## ACTION ITEM
Lines in the entries below where the word "PartialEq" shows up should each be copied.

· · · ·

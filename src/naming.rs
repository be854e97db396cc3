//! Filename conventions for posts and gallery images.
//!
//! Both post files and gallery images may carry an optional numeric prefix
//! (`NNN-`) used only for ordering on disk. The prefix never reaches a URL:
//!
//! - `010-happy-new-year.md` → id `happy-new-year`
//! - `Happy New Year.md` → id `happy-new-year`
//! - `002-skyline.png` → gallery position 2

/// Result of splitting a stem like `010-happy-new-year`.
#[derive(Debug, Clone, PartialEq)]
pub struct ParsedName {
    /// Number prefix if present (`10` from `010-happy-new-year`).
    pub number: Option<u32>,
    /// Remainder after `NNN-`, or the full input when unnumbered.
    pub name: String,
    /// `name` with dashes and underscores turned into spaces.
    pub display_title: String,
}

/// Split an optional `NNN-` prefix off a file stem.
///
/// - `"010-happy-new-year"` → number=Some(10), name="happy-new-year"
/// - `"001"` → number=Some(1), name=""
/// - `"binary-objections"` → number=None, name="binary-objections"
pub fn parse_entry_name(stem: &str) -> ParsedName {
    if let Some((prefix, rest)) = stem.split_once('-')
        && let Ok(num) = prefix.parse::<u32>()
    {
        return ParsedName {
            number: Some(num),
            name: rest.to_string(),
            display_title: display_title(rest),
        };
    }
    if let Ok(num) = stem.parse::<u32>() {
        return ParsedName {
            number: Some(num),
            name: String::new(),
            display_title: String::new(),
        };
    }
    ParsedName {
        number: None,
        name: stem.to_string(),
        display_title: display_title(stem),
    }
}

fn display_title(name: &str) -> String {
    name.replace(['-', '_'], " ")
}

/// Turn a name into a URL-safe post identifier.
///
/// Lowercases ASCII letters, keeps digits, and collapses every other run of
/// characters into a single dash. Leading and trailing dashes are dropped.
pub fn slugify(name: &str) -> String {
    let mut slug = String::with_capacity(name.len());
    let mut pending_dash = false;
    for c in name.chars() {
        if c.is_ascii_alphanumeric() {
            if pending_dash && !slug.is_empty() {
                slug.push('-');
            }
            pending_dash = false;
            slug.push(c.to_ascii_lowercase());
        } else {
            pending_dash = true;
        }
    }
    slug
}

/// Derive a post id from a markdown file stem.
pub fn post_id(stem: &str) -> String {
    let parsed = parse_entry_name(stem);
    if parsed.name.is_empty() {
        slugify(stem)
    } else {
        slugify(&parsed.name)
    }
}

#[cfg(test)]
mod tests {
    use super::*;

    #[test]
    fn numbered_post_stem() {
        let p = parse_entry_name("010-happy-new-year");
        assert_eq!(p.number, Some(10));
        assert_eq!(p.name, "happy-new-year");
        assert_eq!(p.display_title, "happy new year");
    }

    #[test]
    fn number_only_stem() {
        let p = parse_entry_name("001");
        assert_eq!(p.number, Some(1));
        assert_eq!(p.name, "");
        assert_eq!(p.display_title, "");
    }

    #[test]
    fn unnumbered_stem_keeps_dashes_in_name() {
        let p = parse_entry_name("binary-objections");
        assert_eq!(p.number, None);
        assert_eq!(p.name, "binary-objections");
        assert_eq!(p.display_title, "binary objections");
    }

    #[test]
    fn underscores_become_spaces_in_display_title() {
        assert_eq!(parse_entry_name("rails_views").display_title, "rails views");
    }

    #[test]
    fn slugify_collapses_punctuation() {
        assert_eq!(
            slugify("A DSL For Writing HTML in Ruby!"),
            "a-dsl-for-writing-html-in-ruby"
        );
        assert_eq!(slugify("--already--dashed--"), "already-dashed");
        assert_eq!(slugify("ünïcode café"), "n-code-caf");
    }

    #[test]
    fn post_id_strips_number_prefix() {
        assert_eq!(post_id("010-Happy-New-Year"), "happy-new-year");
        assert_eq!(post_id("component-based-rails-views"), "component-based-rails-views");
    }

    #[test]
    fn post_id_for_number_only_stem_keeps_number() {
        assert_eq!(post_id("2020"), "2020");
    }
}
//! Navigation paths to routes.
//!
//! ```text
//! /                          → Home
//! /index.html                → Home
//! /blog/happy-new-year       → Post("happy-new-year")
//! /blog/happy-new-year/      → Post("happy-new-year")
//! /blog/happy-new-year/index.html → Post("happy-new-year")
//! anything else              → Unknown
//! ```

#[derive(Debug, Clone, PartialEq, Eq)]
pub enum Route {
    Home,
    Post(String),
    Unknown(String),
}

impl Route {
    /// Parse a request path. `url_prefix` is the `[blog]` prefix, e.g. `/blog`.
    pub fn parse(path: &str, url_prefix: &str) -> Route {
        let path = path.split(['?', '#']).next().unwrap_or_default();
        let trimmed = path.strip_suffix("/index.html").unwrap_or(path);
        let trimmed = trimmed.trim_end_matches('/');

        if trimmed.is_empty() || trimmed == "index.html" {
            return Route::Home;
        }

        let prefix = url_prefix.trim_end_matches('/');
        let rest = if prefix.is_empty() {
            trimmed.strip_prefix('/')
        } else {
            trimmed
                .strip_prefix(prefix)
                .and_then(|rest| rest.strip_prefix('/'))
        };

        match rest {
            Some(id) if !id.is_empty() && !id.contains('/') => Route::Post(id.to_string()),
            _ => Route::Unknown(path.to_string()),
        }
    }
}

· · · ·

## PROBLEM SOLUTION
#[derive(Debug, Clone, PartialEq)]
#[derive(Debug, Clone, PartialEq, Eq)]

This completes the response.